The kinetic turbidimetric method, on the other hand, has been more successful, in part because of the technological advancements in the past few decades that have made it possible to connect readings of multimedia plates along with temperature control and the whole process of data collection being totally computerized. Another characteristic feature of this method that makes it very popular when it is time to develop a LAL test is its low limit of detection and the wide range of endotoxin concentrations in which the measurements can take place, being able to construct normal curves in a concentration range of up to 100 endotoxin units per a millilitre of the solution.
The relationship between the appearance of the turbidity in the LAL test and the endotoxin concentration is exponential. Therefore, we can get a straight line using the antilogarithms of variable time and the concentration antilogarithms of the solution patterns. With the straight line we get from the regression, we can know the endotoxin concentrations in the samples subject to the study in the subsequent experiments. The temperature factor plays a fundamental role in these tests. In order to get a good level of reproducibility and precision in the results, we need to make sure we control the temperature. It is necessary to work at the temperature indicated in each protocol.
Different variations of the LAL test have been investigated using turbidimetry, which have yielded rapid tests of endotoxin detection conducting the test at higher temperatures than the normal ones, which are around 37 ºC, or, for instance, the introduction of the reagents in nano particles.

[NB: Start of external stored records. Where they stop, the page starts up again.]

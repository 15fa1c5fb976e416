//! SSH shell client
//!
//! One `ShellClient` wraps one authenticated SSH connection. Commands run on
//! a fresh session channel each; stdout, stderr and the exit status are
//! captured in full before returning. Dialing supports password and key
//! authentication, directly or through a jump host (a direct-tcpip tunnel
//! opened on the jump connection).

use std::sync::Arc;
use std::time::Duration;

use russh::client::{self, Handle};
use russh::ChannelMsg;
use tokio::sync::Mutex;
use tokio::time::timeout;

use tailmux_config::HostConfig;

use crate::error::{Result, TransportError};

/// Connect timeout for the TCP/SSH dial
const DIAL_TIMEOUT: Duration = Duration::from_secs(5);

/// Command used to probe that a session is still usable
///
/// Writes to both stdout and stderr and exits cleanly, so a healthy session
/// produces output on both streams with status 0.
const LIVENESS_PROBE: &str = "echo ok; echo err 1>&2";

/// Captured output of one remote command
#[derive(Debug, Default, Clone)]
pub struct ExecOutput {
    /// Everything the command wrote to stdout
    pub stdout: Vec<u8>,
    /// Everything the command wrote to stderr
    pub stderr: Vec<u8>,
    /// Exit status, if the server reported one
    pub exit_status: Option<u32>,
}

impl ExecOutput {
    /// Stdout as lossy UTF-8
    pub fn stdout_string(&self) -> String {
        String::from_utf8_lossy(&self.stdout).into_owned()
    }

    /// Stderr as lossy UTF-8, trimmed
    pub fn stderr_string(&self) -> String {
        String::from_utf8_lossy(&self.stderr).trim().to_owned()
    }

    /// True when the command exited 0 and wrote nothing to stderr
    pub fn clean(&self) -> bool {
        self.stderr.is_empty() && self.exit_status.unwrap_or(0) == 0
    }
}

/// Accepts any server host key
///
/// Host key verification is the operator's concern (known_hosts is not
/// consulted); the credential material in the config is what gates access.
struct AcceptingHandler;

#[async_trait::async_trait]
impl client::Handler for AcceptingHandler {
    type Error = russh::Error;

    async fn check_server_key(
        &mut self,
        _server_public_key: &russh_keys::key::PublicKey,
    ) -> std::result::Result<bool, Self::Error> {
        Ok(true)
    }
}

/// One authenticated SSH connection
///
/// Cheap to share (`Arc` it); `exec` serialises channel opens on an internal
/// lock, which is fine at the engine's polling rates.
pub struct ShellClient {
    /// The authenticated session
    handle: Mutex<Handle<AcceptingHandler>>,

    /// Jump-host session the tunnel runs over; kept alive for the lifetime
    /// of the target session
    jump: Option<Mutex<Handle<AcceptingHandler>>>,

    /// `address:port`, for logging
    endpoint: String,
}

impl ShellClient {
    /// Dial and authenticate, optionally through a jump host
    pub async fn dial(host: &HostConfig, jump_host: Option<&HostConfig>) -> Result<Self> {
        let config = Arc::new(client::Config::default());

        match jump_host {
            None => {
                let mut handle = dial_direct(Arc::clone(&config), host).await?;
                authenticate(&mut handle, host).await?;
                Ok(Self {
                    handle: Mutex::new(handle),
                    jump: None,
                    endpoint: host.endpoint(),
                })
            }
            Some(jump) => {
                let mut jump_handle = dial_direct(Arc::clone(&config), jump).await?;
                authenticate(&mut jump_handle, jump).await?;

                // Tunnel to the target through the jump connection, then run
                // the SSH handshake for the target over that stream.
                let channel = jump_handle
                    .channel_open_direct_tcpip(
                        host.address.clone(),
                        u32::from(host.port),
                        "127.0.0.1",
                        0,
                    )
                    .await?;

                let dial = client::connect_stream(config, channel.into_stream(), AcceptingHandler);
                let mut handle = timeout(DIAL_TIMEOUT, dial)
                    .await
                    .map_err(|_| TransportError::DialTimeout {
                        endpoint: host.endpoint(),
                    })?
                    .map_err(|e| TransportError::Dial {
                        endpoint: host.endpoint(),
                        source: e,
                    })?;
                authenticate(&mut handle, host).await?;

                tracing::info!(
                    endpoint = %host.endpoint(),
                    jump = %jump.endpoint(),
                    "connected through jump host"
                );

                Ok(Self {
                    handle: Mutex::new(handle),
                    jump: Some(Mutex::new(jump_handle)),
                    endpoint: host.endpoint(),
                })
            }
        }
    }

    /// The `address:port` this client is connected to
    pub fn endpoint(&self) -> &str {
        &self.endpoint
    }

    /// Run a command and capture its complete output
    ///
    /// Session-layer faults (channel refused, connection torn down) come
    /// back as `Err`; whatever the command itself prints, including to
    /// stderr, is data in the returned [`ExecOutput`].
    pub async fn exec(&self, command: &str) -> Result<ExecOutput> {
        let handle = self.handle.lock().await;
        let mut channel = handle.channel_open_session().await?;
        channel.exec(true, command).await?;
        drop(handle);

        let mut output = ExecOutput::default();

        while let Some(msg) = channel.wait().await {
            match msg {
                ChannelMsg::Data { ref data } => {
                    output.stdout.extend_from_slice(data);
                }
                ChannelMsg::ExtendedData { ref data, ext: 1 } => {
                    output.stderr.extend_from_slice(data);
                }
                ChannelMsg::ExitStatus { exit_status } => {
                    output.exit_status = Some(exit_status);
                }
                _ => {}
            }
        }

        tracing::trace!(
            endpoint = %self.endpoint,
            command,
            stdout_len = output.stdout.len(),
            stderr_len = output.stderr.len(),
            exit_status = ?output.exit_status,
            "command completed"
        );

        Ok(output)
    }

    /// Probe whether the session still runs commands
    pub async fn is_alive(&self) -> bool {
        match self.exec(LIVENESS_PROBE).await {
            Ok(output) => output.exit_status.unwrap_or(1) == 0,
            Err(_) => false,
        }
    }

    /// Close the session (and the jump session, if any)
    ///
    /// Errors are ignored; a connection that refuses to close cleanly is
    /// already gone.
    pub async fn close(&self) {
        let handle = self.handle.lock().await;
        let _ = handle
            .disconnect(russh::Disconnect::ByApplication, "", "en")
            .await;
        drop(handle);

        if let Some(ref jump) = self.jump {
            let jump = jump.lock().await;
            let _ = jump
                .disconnect(russh::Disconnect::ByApplication, "", "en")
                .await;
        }
    }
}

impl std::fmt::Debug for ShellClient {
    fn fmt(&self, f: &mut std::fmt::Formatter<'_>) -> std::fmt::Result {
        f.debug_struct("ShellClient")
            .field("endpoint", &self.endpoint)
            .field("jump", &self.jump.is_some())
            .finish()
    }
}

/// TCP-dial a host with the connect timeout applied
async fn dial_direct(
    config: Arc<client::Config>,
    host: &HostConfig,
) -> Result<Handle<AcceptingHandler>> {
    let dial = client::connect(config, (host.address.as_str(), host.port), AcceptingHandler);

    timeout(DIAL_TIMEOUT, dial)
        .await
        .map_err(|_| TransportError::DialTimeout {
            endpoint: host.endpoint(),
        })?
        .map_err(|e| TransportError::Dial {
            endpoint: host.endpoint(),
            source: e,
        })
}

/// Authenticate a freshly dialed session with the host's credentials
///
/// A configured key file wins over a password; the passphrase is only used
/// to decrypt the key.
async fn authenticate(handle: &mut Handle<AcceptingHandler>, host: &HostConfig) -> Result<()> {
    let authenticated = match host.key.as_deref() {
        Some(path) => {
            let key = russh_keys::load_secret_key(path, host.passphrase.as_deref()).map_err(
                |e| TransportError::Key {
                    path: path.to_owned(),
                    source: e,
                },
            )?;
            handle
                .authenticate_publickey(host.username.clone(), Arc::new(key))
                .await?
        }
        None => {
            handle
                .authenticate_password(
                    host.username.clone(),
                    host.password.clone().unwrap_or_default(),
                )
                .await?
        }
    };

    if !authenticated {
        return Err(TransportError::Auth {
            username: host.username.clone(),
            endpoint: host.endpoint(),
        });
    }

    tracing::info!(
        endpoint = %host.endpoint(),
        username = %host.username,
        auth = if host.key.is_some() { "key" } else { "password" },
        "connected"
    );

    Ok(())
}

The PYROSTAR™ ES-F and the PYROSTAR™ ES-F/Plate reagents are products by Wako that serve for bacterial endotoxin detection by applying the scientific method of turbidimetry. These products are sold to be used in measurements made for research-related purposes. Under no circumstances should they be used as diagnostic methods.
In order to use the reagent PYROSTAR™ ES-F/Plate, it is necessary to have a microplate reader like the Tecan Sunrise™ Microplate Reader and the corresponding software. The actual procedure consists of making measurements to have a calibration curve that covers between 10 units less and 10 units more than what the samples are predicted to be found. Measurements are made in positive and negative controls and the samples are measured in duplicate to ensure the quality of the measurements. Measurements should be taken every 40 seconds at 405 nm and at a temperature of 37 ºC on each one of the dishes of the microplate once the reagent PYROSTAR™ ES-F/Plate is added to the samples. The microplate reader monitors the turbidity of the samples in order to determine the time that the turbidity takes to appear, and with the transmittance data, the software calculates the regression curve that allows us to determine the concentration of endotoxins. This reagent includes the Curdlan (β-1, 3-glucan) to remove the interference that this compound produces and is sold with standard control endotoxin or without this substance.
Wako also manufactures a photometric instrument that can be used to measure the speed of change in the turbidity of the solution in the LAL test, called the Toxinometer® ET-6000. This instrument uses a LED of 430 nm wavelength as a source of light and also has the advantage of on-board temperature control, which is very important in this test.